Doch selbst das tief angesetzte Ziel ohne Berücksichtigung von Auslandemissionen und Flugverkehr erreicht die Schweiz auf ungenügende Weise: Nur 411 Millionen US-Dollar hat sie 2020 für die internationale Klimafinanzierung ausgegeben. Hinzugerechnet hat die Schweiz an diesen Betrag 106 Millionen US-Dollar an privaten Mitteln, das heisst Gelder von privaten Gebern. Die öffentlichen Mittel für die Klimafinanzierung stammen dabei mehrheitlich aus dem bestehenden Budget der Direktion für Entwicklung und Zusammenarbeit (DEZA). Diese sind für die Entwicklungszusammenarbeit in ärmeren Ländern vorgesehen.
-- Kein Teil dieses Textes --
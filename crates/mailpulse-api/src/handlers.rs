//! API request handlers

pub mod health;
pub mod watchers;

pub use health::*;
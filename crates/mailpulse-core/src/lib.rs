//! MailPulse Core - mailbox change watchers and event publishing
//!
//! This crate provides the provider clients (IMAP, Gmail, Microsoft Graph),
//! the per-provider sync strategies, the supervised account watcher, the
//! subscription manager with leader election and heartbeat GC, and the
//! batching event publisher.

pub mod backoff;
pub mod manager;
pub mod metrics;
pub mod providers;
pub mod publisher;
pub mod registry;
pub mod runtime;
pub mod strategy;
pub mod watcher;

pub use manager::{ManagerStatus, SubscriptionManager, SubscriptionReply};
pub use metrics::{metrics, Metrics};
pub use publisher::{coalesce, Envelope, EventPublisher, PublisherDeps};
pub use registry::{ManagerFactory, ManagerRegistry, PgManagerFactory};
pub use strategy::{
    CycleOutcome, DefaultStrategyFactory, EventSink, StrategyFactory, SyncStrategy, WatcherContext,
};
pub use watcher::{AccountWatcher, WatcherDeps, WatcherListener, WatcherPhase};
#[cfg(test)]
mod tests {
    use super::*;
    use engine::Engine;

    fn load_source(entries: &[(&str, &str)]) -> Engine {
        let engine = Engine::new();
        for (addr, value) in entries {
            engine.set_by_label(addr, *value).unwrap();
        }
        engine
    }

    #[test]
    fn sums_value_field_grouped_by_one_row_field() {
        let source = load_source(&[
            ("A1", "Region"), ("B1", "Sales"),
            ("A2", "East"), ("B2", "10"),
            ("A3", "West"), ("B3", "20"),
            ("A4", "East"), ("B4", "5"),
        ]);
        let mut config = PivotConfig::new((0, 0), (3, 1));
        config.row_fields.push("Region".to_string());
        config.value_fields.push(ValueFieldSpec::new("Sales", AggregationType::Sum));

        let mut projector = PivotProjector::new(config, (10, 10));
        projector.refresh(&source, &source).unwrap();

        let east_row = source.get((12, 10)).unwrap();
        assert_eq!(east_row.computed, CellValue::Text("East".to_string()));
        let east_sum = source.get((12, 11)).unwrap();
        assert_eq!(east_sum.computed, CellValue::Number(15.0));
    }

    #[test]
    fn grand_total_only_appears_when_both_totals_enabled() {
        let source = load_source(&[
            ("A1", "Region"), ("B1", "Sales"),
            ("A2", "East"), ("B2", "10"),
            ("A3", "West"), ("B3", "20"),
        ]);
        let mut config = PivotConfig::new((0, 0), (2, 1));
        config.row_fields.push("Region".to_string());
        config.value_fields.push(ValueFieldSpec::new("Sales", AggregationType::Sum));
        config.show_row_totals = true;
        config.show_column_totals = true;
        config.show_grand_totals = true;

        let mut projector = PivotProjector::new(config, (0, 0));
        projector.refresh(&source, &source).unwrap();

        // Total row sits after the two data rows and one header row.
        let grand_cell = source.get((3, 1)).unwrap();
        assert_eq!(grand_cell.computed, CellValue::Number(30.0));
    }

    #[test]
    fn refresh_clears_cells_no_longer_in_the_new_output() {
        let source = load_source(&[
            ("A1", "Region"), ("B1", "Sales"),
            ("A2", "East"), ("B2", "10"),
            ("A3", "West"), ("B3", "20"),
        ]);
        let mut config = PivotConfig::new((0, 0), (2, 1));
        config.row_fields.push("Region".to_string());
        config.value_fields.push(ValueFieldSpec::new("Sales", AggregationType::Sum));

        let mut projector = PivotProjector::new(config, (10, 0));
        projector.refresh(&source, &source).unwrap();
        assert!(source.get((12, 0)).is_some());

        // Re-narrow the source to one row; the now-stale second data row
        // must be cleared, not left behind with an old value.
        projector.config.source_end = (1, 1);
        projector.refresh(&source, &source).unwrap();
        let cleared = source.get((12, 0));
        assert!(cleared.is_none() || cleared.unwrap().is_empty());
    }
}
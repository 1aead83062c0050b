//! FILENAME: pivot-engine/src/definition.rs
//! PURPOSE: The serializable configuration that describes a pivot table —
//! what to group by, what to aggregate, and what to show — independent of
//! how the projection is computed.
//! CONTEXT: Trimmed from a much larger Excel-compatible configuration
//! surface (per-field sort order, collapse state, date/number grouping,
//! top-N and text/date filters) down to exactly what drives the transform:
//! which fields bucket rows and columns, which aggregator runs over which
//! value field, and a simple per-field include/exclude filter.

use engine::CellCoord;
use serde::{Deserialize, Serialize};

pub type PivotId = u32;

/// Supported aggregation functions for value fields.
#[derive(Debug, Clone, Copy, PartialEq, Eq, Hash, Serialize, Deserialize)]
pub enum AggregationType {
    Sum,
    Average,
    Count,
    CountA,
    Min,
    Max,
    Product,
}

/// One entry in the Values area: which source field to aggregate, how, and
/// what to call the result.
#[derive(Debug, Clone, Serialize, Deserialize)]
pub struct ValueFieldSpec {
    pub source_field: String,
    pub aggregator: AggregationType,
    pub alias: Option<String>,
}

impl ValueFieldSpec {
    pub fn new(source_field: impl Into<String>, aggregator: AggregationType) -> Self {
        ValueFieldSpec { source_field: source_field.into(), aggregator, alias: None }
    }

    /// The label this value field's output column/row is headed with —
    /// the alias if one was given, otherwise the source field name.
    pub fn display_name(&self) -> &str {
        self.alias.as_deref().unwrap_or(&self.source_field)
    }
}

/// A simple per-field value filter: an exclude-set rejects, an
/// include-set requires membership. Values are compared by their display
/// text, the same representation a grouping key uses.
#[derive(Debug, Clone, Serialize, Deserialize)]
pub struct FieldFilter {
    pub field: String,
    #[serde(default)]
    pub include: Option<Vec<String>>,
    #[serde(default)]
    pub exclude: Option<Vec<String>>,
}

impl FieldFilter {
    pub fn accepts(&self, value: &str) -> bool {
        if let Some(exclude) = &self.exclude {
            if exclude.iter().any(|v| v == value) {
                return false;
            }
        }
        if let Some(include) = &self.include {
            return include.iter().any(|v| v == value);
        }
        true
    }
}

/// The complete, serializable description of a pivot table. Resolved
/// against a source range at refresh time — the first row of the range is
/// the header, and row/column/value field names are looked up against it.
#[derive(Debug, Clone, Serialize, Deserialize)]
pub struct PivotConfig {
    pub source_start: CellCoord,
    pub source_end: CellCoord,
    pub row_fields: Vec<String>,
    pub column_fields: Vec<String>,
    pub value_fields: Vec<ValueFieldSpec>,
    #[serde(default)]
    pub filters: Vec<FieldFilter>,
    pub show_row_totals: bool,
    pub show_column_totals: bool,
    pub show_grand_totals: bool,
}

impl PivotConfig {
    pub fn new(source_start: CellCoord, source_end: CellCoord) -> Self {
        PivotConfig {
            source_start,
            source_end,
            row_fields: Vec::new(),
            column_fields: Vec::new(),
            value_fields: Vec::new(),
            filters: Vec::new(),
            show_row_totals: false,
            show_column_totals: false,
            show_grand_totals: false,
        }
    }
}
//! FILENAME: engine/src/engine.rs
//! PURPOSE: The orchestrator that ties the grid, dependency graph, parser,
//! evaluator, change listeners, and undo/redo history into the single
//! public surface callers interact with.
//! CONTEXT: Every mutating method takes `&self`, not `&mut self` — state
//! lives behind `RefCell`s so a listener callback can call straight back
//! into the engine it was fired from (e.g. a pivot table refreshing itself
//! in response to a source cell changing) without the borrow checker
//! getting in the way. Reentrant propagation during that callback is
//! detected by a flag and deferred onto a work queue rather than recursing,
//! so a long chain of listener-triggered writes resolves breadth-first
//! instead of blowing the stack.

use std::cell::RefCell;
use std::collections::{HashMap, HashSet, VecDeque};
use std::rc::Rc;

use parser::Expression;

use crate::address::{format_address, parse_address, CellCoord, Dimensions};
use crate::cell::{Cell, CellError, CellValue};
use crate::dependency_extractor::extract_dependencies;
use crate::dependency_graph::DependencyGraph;
use crate::evaluator::{CellLookup, EvalContext, EvalResult, Evaluator, FunctionRegistry};
use crate::grid::{Grid, OutOfBoundsError};
use crate::history::HistoryManager;
use crate::state::{
    CellEntry, CellState, DependenciesState, SpreadsheetState, StateMetadata, ToStateOptions,
    ViewState, STATE_VERSION,
};

/// The single caller-facing failure mode: every mutating method validates
/// the address against the grid's fixed dimensions up front. Formula
/// parse failures, circular references, and type errors are never
/// propagated as `Err` — they're recorded on the cell itself as a
/// `CellError`, visible through `display_value()`.
#[derive(Debug, Clone, thiserror::Error)]
pub enum EngineError {
    #[error(transparent)]
    OutOfBounds(#[from] OutOfBoundsError),
    #[error("invalid address: {0}")]
    InvalidAddress(#[from] crate::address::AddressError),
}

pub type ListenerId = u64;

/// Emitted whenever one or more cells' computed value, error, or raw
/// content changes — from a direct `set`/`clear` call, a ripple through
/// the dependency graph, or an undo/redo jump.
#[derive(Debug, Clone)]
pub enum ChangeEvent {
    CellChanged { addr: CellCoord, before: Cell, after: Cell },
    BatchChanged { changes: Vec<(CellCoord, Cell, Cell)> },
}

/// What `HistoryManager` clones and restores: everything that defines the
/// engine's computed state, deliberately excluding listeners, the custom
/// function registry, and view metadata (none of those are "content" an
/// undo should roll back).
#[derive(Debug, Clone)]
struct EngineSnapshot {
    grid: Grid,
    graph: DependencyGraph,
}

const DEFAULT_MAX_HISTORY: usize = 100;

pub struct Engine {
    grid: RefCell<Grid>,
    graph: RefCell<DependencyGraph>,
    registry: RefCell<FunctionRegistry<Engine>>,
    listeners: RefCell<Vec<(ListenerId, Rc<dyn Fn(&ChangeEvent)>)>>,
    next_listener_id: RefCell<ListenerId>,
    history: RefCell<HistoryManager<EngineSnapshot>>,
    metadata: RefCell<Option<StateMetadata>>,
    view: RefCell<ViewState>,
    reentrant: RefCell<bool>,
    pending: RefCell<VecDeque<CellCoord>>,
    current_eval: RefCell<CellCoord>,
}
//! FILENAME: engine/src/grid.rs
//! PURPOSE: Manages the collection of cells (the spreadsheet grid).
//! CONTEXT: This file defines the `Grid` struct which acts as the container
//! for all cell data. It uses a sparse storage strategy (HashMap) to
//! efficiently handle massive spreadsheets where most cells are empty, and
//! enforces the grid's fixed dimensions on every write.

use crate::address::{CellCoord, Dimensions};
use crate::cell::Cell;
use std::collections::HashMap;

/// A cell address fell outside the grid's configured dimensions.
#[derive(Debug, Clone, PartialEq)]
pub struct OutOfBoundsError {
    pub coord: CellCoord,
    pub dimensions: Dimensions,
}

impl std::fmt::Display for OutOfBoundsError {
    fn fmt(&self, f: &mut std::fmt::Formatter<'_>) -> std::fmt::Result {
        write!(
            f,
            "cell ({}, {}) is outside the grid's {}x{} bounds",
            self.coord.0, self.coord.1, self.dimensions.rows, self.dimensions.cols
        )
    }
}

impl std::error::Error for OutOfBoundsError {}

/// The Grid struct holds the state of the spreadsheet data.
/// It uses a sparse representation (HashMap) mapping coordinates to Cells.
/// Row and Col are 0-based indices.
#[derive(Debug, Clone)]
pub struct Grid {
    /// Sparse storage: keys are (row, col), values are Cell instances.
    cells: HashMap<CellCoord, Cell>,
    dimensions: Dimensions,
}

impl Grid {
    /// Creates a new, empty Grid at the default (maximum) fixed dimensions.
    pub fn new() -> Self {
        Grid {
            cells: HashMap::new(),
            dimensions: Dimensions::default(),
        }
    }

    pub fn with_dimensions(dimensions: Dimensions) -> Self {
        Grid { cells: HashMap::new(), dimensions }
    }

    pub fn dimensions(&self) -> Dimensions {
        self.dimensions
    }

    /// Sets a cell at the specified coordinates. Rejects addresses outside
    /// the grid's fixed dimensions rather than growing to fit them.
    pub fn set_cell(&mut self, coord: CellCoord, cell: Cell) -> Result<(), OutOfBoundsError> {
        if !self.dimensions.contains(coord) {
            return Err(OutOfBoundsError { coord, dimensions: self.dimensions });
        }
        if cell.is_empty() {
            self.cells.remove(&coord);
        } else {
            self.cells.insert(coord, cell);
        }
        Ok(())
    }

    /// Retrieves a reference to a cell at the specified coordinates.
    /// Returns None if the cell is empty (not stored).
    pub fn get_cell(&self, coord: CellCoord) -> Option<&Cell> {
        self.cells.get(&coord)
    }

    /// Removes a cell from the grid (clearing it).
    pub fn clear_cell(&mut self, coord: CellCoord) -> Option<Cell> {
        self.cells.remove(&coord)
    }

    /// Removes every cell from the grid.
    pub fn clear_all(&mut self) {
        self.cells.clear();
    }

    /// The number of non-empty cells currently stored.
    pub fn cell_count(&self) -> usize {
        self.cells.len()
    }

    /// The smallest bounding rectangle containing every non-empty cell, as
    /// (top_left, bottom_right) inclusive, or None if the grid is empty.
    pub fn used_range(&self) -> Option<(CellCoord, CellCoord)> {
        let mut iter = self.cells.keys();
        let first = *iter.next()?;
        let mut min_row = first.0;
        let mut max_row = first.0;
        let mut min_col = first.1;
        let mut max_col = first.1;
        for &(row, col) in iter {
            min_row = min_row.min(row);
            max_row = max_row.max(row);
            min_col = min_col.min(col);
            max_col = max_col.max(col);
        }
        Some(((min_row, min_col), (max_row, max_col)))
    }

    /// Iterates over every non-empty cell in row-major order.
    pub fn iter_non_empty(&self) -> impl Iterator<Item = (CellCoord, &Cell)> {
        let mut entries: Vec<_> = self.cells.iter().map(|(&coord, cell)| (coord, cell)).collect();
        entries.sort_by_key(|(coord, _)| *coord);
        entries.into_iter()
    }
}

impl Default for Grid {
    fn default() -> Self {
        Self::new()
    }
}

#[cfg(test)]
mod tests {
    use super::*;

    #[test]
    fn test_set_and_get_cell() {
        let mut grid = Grid::new();
        grid.set_cell((0, 0), Cell::literal_text("hello".to_string())).unwrap();
        assert_eq!(grid.get_cell((0, 0)).unwrap().raw, "hello");
    }

    #[test]
    fn test_out_of_bounds_rejected() {
        let mut grid = Grid::with_dimensions(Dimensions { rows: 10, cols: 5 });
        let err = grid.set_cell((10, 0), Cell::literal_number(1.0)).unwrap_err();
        assert_eq!(err.coord, (10, 0));
    }

    #[test]
    fn test_clear_cell() {
        let mut grid = Grid::new();
        grid.set_cell((0, 0), Cell::literal_number(1.0)).unwrap();
        grid.clear_cell((0, 0));
        assert!(grid.get_cell((0, 0)).is_none());
        assert_eq!(grid.cell_count(), 0);
    }

    #[test]
    fn test_setting_empty_cell_removes_it() {
        let mut grid = Grid::new();
        grid.set_cell((0, 0), Cell::literal_number(1.0)).unwrap();
        grid.set_cell((0, 0), Cell::empty()).unwrap();
        assert!(grid.get_cell((0, 0)).is_none());
    }

    #[test]
    fn test_used_range() {
        let mut grid = Grid::new();
        assert!(grid.used_range().is_none());
        grid.set_cell((2, 3), Cell::literal_number(1.0)).unwrap();
        grid.set_cell((0, 5), Cell::literal_number(2.0)).unwrap();
        assert_eq!(grid.used_range(), Some(((0, 3), (2, 5))));
    }

    #[test]
    fn test_iter_non_empty_is_row_major() {
        let mut grid = Grid::new();
        grid.set_cell((1, 0), Cell::literal_number(2.0)).unwrap();
        grid.set_cell((0, 0), Cell::literal_number(1.0)).unwrap();
        let coords: Vec<_> = grid.iter_non_empty().map(|(c, _)| c).collect();
        assert_eq!(coords, vec![(0, 0), (1, 0)]);
    }
}
//! Logging setup for the command line tool.
//!
//! Everything goes to stderr; stdout only ever carries the verdict.

use std::env;
use std::io;

use tracing_subscriber::EnvFilter;

/// Filter used when `RUST_LOG` is not set.
///
/// Debug output is enabled by `--verbose` or by the mere presence
/// of the `DEBUG` environment variable.
fn default_directive(verbose: bool, debug_env: bool) -> &'static str {
    if verbose || debug_env {
        "bgsense=debug"
    } else {
        "bgsense=warn"
    }
}

/// Install the stderr subscriber.
pub fn init(verbose: bool) {
    let directive = default_directive(verbose, env::var_os("DEBUG").is_some());
    let filter = EnvFilter::try_from_default_env().unwrap_or_else(|_| EnvFilter::new(directive));
    tracing_subscriber::fmt()
        .with_env_filter(filter)
        .with_writer(io::stderr)
        .with_target(false)
        .init();
}
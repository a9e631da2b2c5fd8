//! Reasons a background query can fail.
//!
//! None of these reach callers of the detection functions: every variant ends
//! up as [`Classification::Unknown`](crate::Classification::Unknown) and is only
//! reported through `tracing`.

use std::io;
use std::time::Duration;

use thiserror::Error;

/// Failure of one background color query.
#[derive(Debug, Error)]
pub enum ProbeError {
    /// stdin or stdout is redirected, so there is no terminal to ask.
    #[error("stdin or stdout is not an interactive terminal")]
    NonInteractive,

    /// The controlling terminal could not be opened.
    #[error("failed to open the controlling terminal")]
    Open(#[source] io::Error),

    /// Raw mode could not be inspected or enabled.
    #[error("failed to switch the terminal to raw mode")]
    RawMode(#[source] io::Error),

    /// The query could not be written.
    #[error("failed to write the background color query")]
    Write(#[source] io::Error),

    /// Reading the reply failed.
    #[error("failed to read the terminal reply")]
    Read(#[source] io::Error),

    /// Input ended before a reply was recognized.
    #[error("terminal input closed before a reply arrived")]
    Closed,

    /// No well-formed reply within the time budget.
    #[error("no background color reply within {0:?}")]
    Timeout(Duration),
}
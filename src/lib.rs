//! Terminal background color detection library.
//!
//! Asks the attached terminal for its background color with an OSC 11 query
//! and classifies the answer as light or dark. Detection is best effort: it
//! never fails and never takes longer than its time budget, falling back to
//! [`Classification::Unknown`] whenever the terminal cannot tell.
//!
//! ```no_run
//! # async fn run() {
//! match bgsense::detect().await {
//!     bgsense::Classification::Light => println!("using the light theme"),
//!     _ => println!("using the dark theme"),
//! }
//! # }
//! ```

pub mod color;
mod error;
pub mod osc;
pub mod terminal;
#[cfg(test)]
mod testing;

use std::time::Duration;

use tracing::debug;

pub use color::{Classification, HexComponent, Rgb, parse_color_spec};
pub use error::ProbeError;
pub use osc::{OSC11_QUERY, ReplyParser};
pub use terminal::{RawModeGuard, Terminal, Tty};

/// Time budget used by [`detect`].
pub const DEFAULT_TIMEOUT: Duration = Duration::from_millis(200);

/// Detect whether the terminal background is light or dark.
///
/// Equivalent to [`detect_with_timeout`] with [`DEFAULT_TIMEOUT`].
pub async fn detect() -> Classification {
    detect_with_timeout(DEFAULT_TIMEOUT).await
}

/// Detect the background of the process' controlling terminal.
///
/// Returns [`Classification::Unknown`] right away, without writing anything,
/// when stdin or stdout is not a terminal. Must be awaited from within a tokio
/// runtime.
pub async fn detect_with_timeout(budget: Duration) -> Classification {
    if !terminal::stdio_is_terminal() {
        debug!(error = %ProbeError::NonInteractive, "skipping background detection");
        return Classification::Unknown;
    }

    let mut tty = match Tty::open() {
        Ok(tty) => tty,
        Err(err) => {
            report(&ProbeError::Open(err));
            return Classification::Unknown;
        }
    };
    detect_on(&mut tty, budget).await
}

/// Detect the background of an arbitrary [`Terminal`].
///
/// Every failure, timeout included, is logged and folded into
/// [`Classification::Unknown`].
pub async fn detect_on<T: Terminal>(terminal: &mut T, budget: Duration) -> Classification {
    match osc::query_background(terminal, budget).await {
        Ok(rgb) => {
            let classification = rgb.classify();
            debug!(?rgb, lum = rgb.luminance(), %classification, "background detected");
            classification
        }
        Err(err) => {
            report(&err);
            Classification::Unknown
        }
    }
}

fn report(err: &ProbeError) {
    match std::error::Error::source(err) {
        Some(cause) => debug!(error = %err, %cause, "background detection failed"),
        None => debug!(error = %err, "background detection failed"),
    }
}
Es sind keine zusätzlichen Gelder, wie dies bei der Klimakonferenz in Cancún ausdrücklich beschlossen wurde.
Für Caritas Schweiz ist klar, dass der aufgewendete Betrag nicht der tatsächlichen Klimaverantwortung der Schweiz entspricht, da sowohl die Wirtschaftsleistung als auch die Auslandemissionen unzureichend berücksichtigt sind.
Höchste Zeit zum Handeln
Während die Gespräche und Verhandlungen andauern, drängt die Zeit, um Emissionen zu senken und sich an die gravierenden Auswirkungen der Klimakrise anzupassen. Es braucht nicht nochmals leere Versprechungen, sondern verbindliche Zusagen für rasches und wirksames Handeln:
- Caritas Schweiz fordert, dass sich die Schweiz mit mindestens 1% am internationalen Klimafinanzierungsziel beteiligt. Dies entspricht 1 Milliarde US-Dollar pro Jahr bis 2025. Wir tragen grosse Verantwortung und deshalb müssen wir weit mehr tun als bis anhin.
- Ausserdem darf die internationale Klimafinanzierung nicht auf Kosten der Ärmsten im Globalen Süden gehen. Die Schweiz muss den internationalen Grundsatz einhalten, neue und zusätzliche Gelder für die internationale Klimafinanzierung aufzuwenden. Dafür darf nicht das Budget der Entwicklungszusammenarbeitet verwendet werden, sondern es braucht zusätzliche, verursachergerechte Finanzierungsinstrumente.
- Basierend auf den derzeit stattfindenden vorbereitenden Gesprächen wird das neue Klimafinanzierungsziel dann in seinem Aufbau und seiner Höhe in den darauffolgenden Klimagipfeln verhandelt werden. Die Schweiz soll an den Klimagipfeln mit gutem Beispiel vorangehen und sich zu einer Steigerung der internationalen Klimafinanzierung bekennen. Dazu soll sie den politischen Prozess für die gesteigerte Klimafinanzierung nach 2025 progressiv mitgestalten.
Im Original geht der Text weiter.